And just at that instant, while madness folded around him and his mind rocked on the verge of annihilation, something snapped, and like a curtain the dark rolled away, and he stood sick and dizzy on the gallery above the black sea. Everything was reeling about him, but they were stable things that shimmered and steadied before his eyes, blessed black rock and tangible surges that had form and body—his feet pressed firmness and his mind shook itself and was clean and his own again.
And then through the haze of weakness that still shrouded him a voice was shrieking wildly, “Kill! . . . kill!” and he saw the Alendar staggering against the rail, all his outlines unaccountably blurred and uncertain, and behind him Vaudir with blazing eyes and face
wrenched hideously into life again, screaming “Kill!” in a voice scarcely human.
Like an independent creature his gun-hand leaped up—he had gripped that gun through everything that happened—and he was dimly aware of the hardness of it kicking back against his hand with the recoil, and of the blue flash flaming from its muzzle. It struck the Alendar’s dark figure full, and there was a hiss and a dazzle. .
Smith closed his eyes tight and opened them again, and stared with a sick incredulity; for unless that struggle had unhinged his brain after all, and the worm-thoughts still dwelt slimily in his mind, tingeing all he saw with unearthly horror—unless this was true, he was looking not at a man just rayed through the lungs, and who should be dropping now in a bleeding, collapsed heap to the floor, but at—at—God, what was it? The dark figure had slumped against the rail, and instead of blood gushing, a hideous, nameless, formless black poured sluggishly forth—a slime like the heaving sea below. The whole dark figure of the man was melting, slumping farther down into the pool of blackness forming at his feet on the stone floor.

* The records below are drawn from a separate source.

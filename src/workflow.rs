//! Concrete workflows
//!
//! A workflow is a state enum plus everything needed to run it: its graph,
//! default routing rules, approval phrases and the handler behind each state.

mod hub;
mod skills;

pub use hub::HubState;
pub use skills::{SkillsState, MAX_SEED_ITERATIONS};

use crate::config::ConfigError;
use crate::controller::DEFAULT_APPROVAL_PHRASES;
use crate::handler::{Handler, HandlerRegistry};
use crate::llm::LlmService;
use crate::router::RoutingRules;
use crate::state_machine::{StateGraph, WorkflowState};
use std::fmt;
use std::str::FromStr;
use std::sync::Arc;

#[derive(Debug, Clone, Copy, PartialEq, Eq)]
pub enum WorkflowKind {
    /// Seven-state assistant hub
    Hub,
    /// Four-state seed → iterate → generate → close pipeline
    Skills,
}

impl FromStr for WorkflowKind {
    type Err = ConfigError;

    fn from_str(s: &str) -> Result<Self, Self::Err> {
        match s.trim().to_ascii_lowercase().as_str() {
            "hub" => Ok(Self::Hub),
            "skills" => Ok(Self::Skills),
            other => Err(ConfigError::UnknownWorkflow(other.to_string())),
        }
    }
}

impl fmt::Display for WorkflowKind {
    fn fmt(&self, f: &mut fmt::Formatter<'_>) -> fmt::Result {
        f.write_str(match self {
            Self::Hub => "hub",
            Self::Skills => "skills",
        })
    }
}

pub trait Workflow: WorkflowState {
    /// Display title for the CLI banner
    const TITLE: &'static str;

    fn graph() -> Result<StateGraph<Self>, ConfigError>;

    /// Rules for the regex classifier when no rules file is given
    fn default_routing_rules() -> RoutingRules;

    fn approval_phrases() -> Vec<String> {
        DEFAULT_APPROVAL_PHRASES
            .iter()
            .map(|p| (*p).to_string())
            .collect()
    }

    /// The handler serving `state`
    fn handler_for(state: Self, llm: &Arc<dyn LlmService>) -> Arc<dyn Handler>;

    fn handlers(llm: &Arc<dyn LlmService>) -> HandlerRegistry<Self> {
        HandlerRegistry::build(|state| Self::handler_for(state, llm))
    }

    /// One-paragraph description of the flow for `help` output
    fn flow_summary() -> &'static str;
}

#[cfg(test)]
mod tests {
    use super::*;

    #[test]
    fn test_kind_parsing() {
        assert_eq!("Hub".parse::<WorkflowKind>().unwrap(), WorkflowKind::Hub);
        assert_eq!(" skills ".parse::<WorkflowKind>().unwrap(), WorkflowKind::Skills);
        assert!("pipeline".parse::<WorkflowKind>().is_err());
        assert_eq!(WorkflowKind::Skills.to_string(), "skills");
    }

    fn check_workflow<W: Workflow>() {
        let graph = W::graph().unwrap();
        for state in W::ALL {
            assert_eq!(W::from_name(state.name()), Some(*state));
            assert!(!state.description().is_empty());
            assert!(!state.completion_criteria().is_empty());
            for target in graph.legal_targets(*state) {
                assert!(W::ALL.contains(target));
            }
        }
        crate::router::RuleClassifier::new(&W::default_routing_rules()).unwrap();
        crate::controller::PhraseMatcher::new(&W::approval_phrases()).unwrap();
        for rule in W::default_routing_rules().rules {
            assert!(W::from_name(&rule.target).is_some(), "{}", rule.target);
            for from in &rule.from {
                assert!(W::from_name(from).is_some(), "{from}");
            }
        }
    }

    #[test]
    fn test_workflows_are_consistent() {
        check_workflow::<HubState>();
        check_workflow::<SkillsState>();
    }
}
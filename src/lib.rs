//! Agent Relay - multi-agent conversation routing
//!
//! A conversation moves through a fixed graph of workflow states. Each state is
//! served by one handler; after every turn a classifier decides whether to stay
//! or move along a legal edge, and recent history follows the conversation into
//! the next handler.

pub mod config;
pub mod controller;
pub mod handler;
pub mod history;
pub mod llm;
pub mod manager;
pub mod router;
pub mod state_machine;
pub mod store;
pub mod workflow;

#[cfg(test)]
mod testing;

pub use config::{ClassifierKind, Config, ConfigError};
pub use controller::{ControllerOptions, ConversationController, StatusReport, TransitionError};
pub use manager::SessionManager;
pub use state_machine::{StateData, StateGraph, WorkflowState};
pub use store::{FileBackend, StateStore};
pub use workflow::{HubState, SkillsState, Workflow, WorkflowKind};
//! Handler port
//!
//! A handler owns the content of one workflow step. The controller only sees
//! it through [`Handler`] and the live [`HandlerSession`] it opens:
//!
//! - `open_session` is called lazily, the first time a state is used
//! - `invoke` produces the reply for one user turn
//! - `hand_off` feeds recent history to a freshly activated handler; its
//!   output is consumed and never recorded
//! - `acquire`/`release` bracket every call; `release` runs on every exit path
//! - `close` runs once when the controller drops the session

mod close_restart;
mod llm;

pub use close_restart::CloseRestartHandler;
pub use llm::{LlmHandler, DEFAULT_HANDLER_MAX_TOKENS};

use crate::config::ConfigError;
use crate::llm::LlmError;
use crate::state_machine::WorkflowState;
use async_trait::async_trait;
use serde_json::Value;
use std::collections::HashMap;
use std::fmt;
use std::sync::Arc;
use std::time::Duration;
use thiserror::Error;

/// Data change requested by a handler alongside its reply
#[derive(Debug, Clone, PartialEq)]
pub enum Signal {
    /// The step's work is done (`agent_completed`)
    AgentCompleted,
    /// The user approved the step's output (`user_approved`)
    UserApproved,
    /// Set an arbitrary state data key
    Set { key: String, value: Value },
    /// Go back to the workflow's initial state, keeping history
    ReturnToStart,
}

/// Handler output for one turn
#[derive(Debug, Clone, Default, PartialEq)]
pub struct Reply {
    pub text: String,
    pub signals: Vec<Signal>,
}

impl Reply {
    pub fn text(text: impl Into<String>) -> Self {
        Self {
            text: text.into(),
            signals: Vec::new(),
        }
    }

    #[must_use]
    pub fn with_signal(mut self, signal: Signal) -> Self {
        self.signals.push(signal);
        self
    }
}

#[derive(Debug, Clone, Copy, PartialEq, Eq)]
pub enum HandlerErrorKind {
    /// The session could not be opened or acquired
    SessionUnavailable,
    /// The backend (model, tool server) failed
    Backend,
    /// The call exceeded the turn timeout
    Timeout,
}

impl fmt::Display for HandlerErrorKind {
    fn fmt(&self, f: &mut fmt::Formatter<'_>) -> fmt::Result {
        let label = match self {
            Self::SessionUnavailable => "session unavailable",
            Self::Backend => "backend failure",
            Self::Timeout => "timeout",
        };
        f.write_str(label)
    }
}

#[derive(Debug, Clone, Error)]
#[error("{kind}: {message}")]
pub struct HandlerError {
    pub kind: HandlerErrorKind,
    pub message: String,
}

impl HandlerError {
    pub fn new(kind: HandlerErrorKind, message: impl Into<String>) -> Self {
        Self {
            kind,
            message: message.into(),
        }
    }

    pub fn session_unavailable(message: impl Into<String>) -> Self {
        Self::new(HandlerErrorKind::SessionUnavailable, message)
    }

    pub fn backend(message: impl Into<String>) -> Self {
        Self::new(HandlerErrorKind::Backend, message)
    }

    pub fn timeout(after: Duration) -> Self {
        Self::new(
            HandlerErrorKind::Timeout,
            format!("no reply within {}s", after.as_secs_f32()),
        )
    }
}

impl From<LlmError> for HandlerError {
    fn from(e: LlmError) -> Self {
        Self::backend(e.message)
    }
}

/// A live conversation with one handler
#[async_trait]
pub trait HandlerSession: Send {
    /// Identifier for logs
    fn id(&self) -> &str;

    /// Claim per-call resources
    async fn acquire(&mut self) -> Result<(), HandlerError> {
        Ok(())
    }

    async fn invoke(&mut self, prompt: &str) -> Result<Reply, HandlerError>;

    /// Replay context into a new session; the reply is discarded
    async fn hand_off(&mut self, context: &str) -> Result<(), HandlerError> {
        self.invoke(context).await.map(|_| ())
    }

    /// Return per-call resources; must not fail
    async fn release(&mut self) {}

    /// The controller is done with this session
    async fn close(&mut self) {}
}

/// Factory for sessions of one workflow step
#[async_trait]
pub trait Handler: Send + Sync {
    /// Name shown in history and handoff context
    fn name(&self) -> &str;

    async fn open_session(&self) -> Result<Box<dyn HandlerSession>, HandlerError>;
}

#[async_trait]
impl<T: Handler + ?Sized> Handler for Arc<T> {
    fn name(&self) -> &str {
        (**self).name()
    }

    async fn open_session(&self) -> Result<Box<dyn HandlerSession>, HandlerError> {
        (**self).open_session().await
    }
}

// ============================================================================
// Registry
// ============================================================================

/// Total mapping from workflow state to handler
pub struct HandlerRegistry<S: WorkflowState> {
    handlers: Vec<Arc<dyn Handler>>,
    _state: std::marker::PhantomData<S>,
}

impl<S: WorkflowState> HandlerRegistry<S> {
    /// Total by construction: `factory` is called once per state
    pub fn build(mut factory: impl FnMut(S) -> Arc<dyn Handler>) -> Self {
        Self {
            handlers: S::ALL.iter().map(|state| factory(*state)).collect(),
            _state: std::marker::PhantomData,
        }
    }

    /// Build from a partial map, failing on the first state without a handler
    pub fn from_map(mut map: HashMap<S, Arc<dyn Handler>>) -> Result<Self, ConfigError> {
        let handlers = S::ALL
            .iter()
            .map(|state| {
                map.remove(state).ok_or_else(|| ConfigError::MissingHandler {
                    state: state.name().to_string(),
                })
            })
            .collect::<Result<Vec<_>, _>>()?;

        Ok(Self {
            handlers,
            _state: std::marker::PhantomData,
        })
    }

    pub fn handler(&self, state: S) -> &Arc<dyn Handler> {
        // `handlers` has exactly one entry per element of `S::ALL`
        &self.handlers[state.ordinal()]
    }
}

Smith gripped his gun and watched in numb incredulity, and the whole body sank slowly down and melted and lost all form— hideously, gruesomely—until where the Alendar had stood a heap of slime lay viscidly on the gallery floor, hideously alive, heaving and rippling and striving to lift itself into a semblance of humanity again. And as he watched, it lost even that form, and the edges melted revoltingly and the mass flattened and slid down into a pool of utter horror, and he became aware that it was pouring slowly through the rails into the sea. He stood watching while the whole rolling, shimmering mound melted and thinned and trickled through the bars, until the floor was clear again, and not even a stain marred the stone.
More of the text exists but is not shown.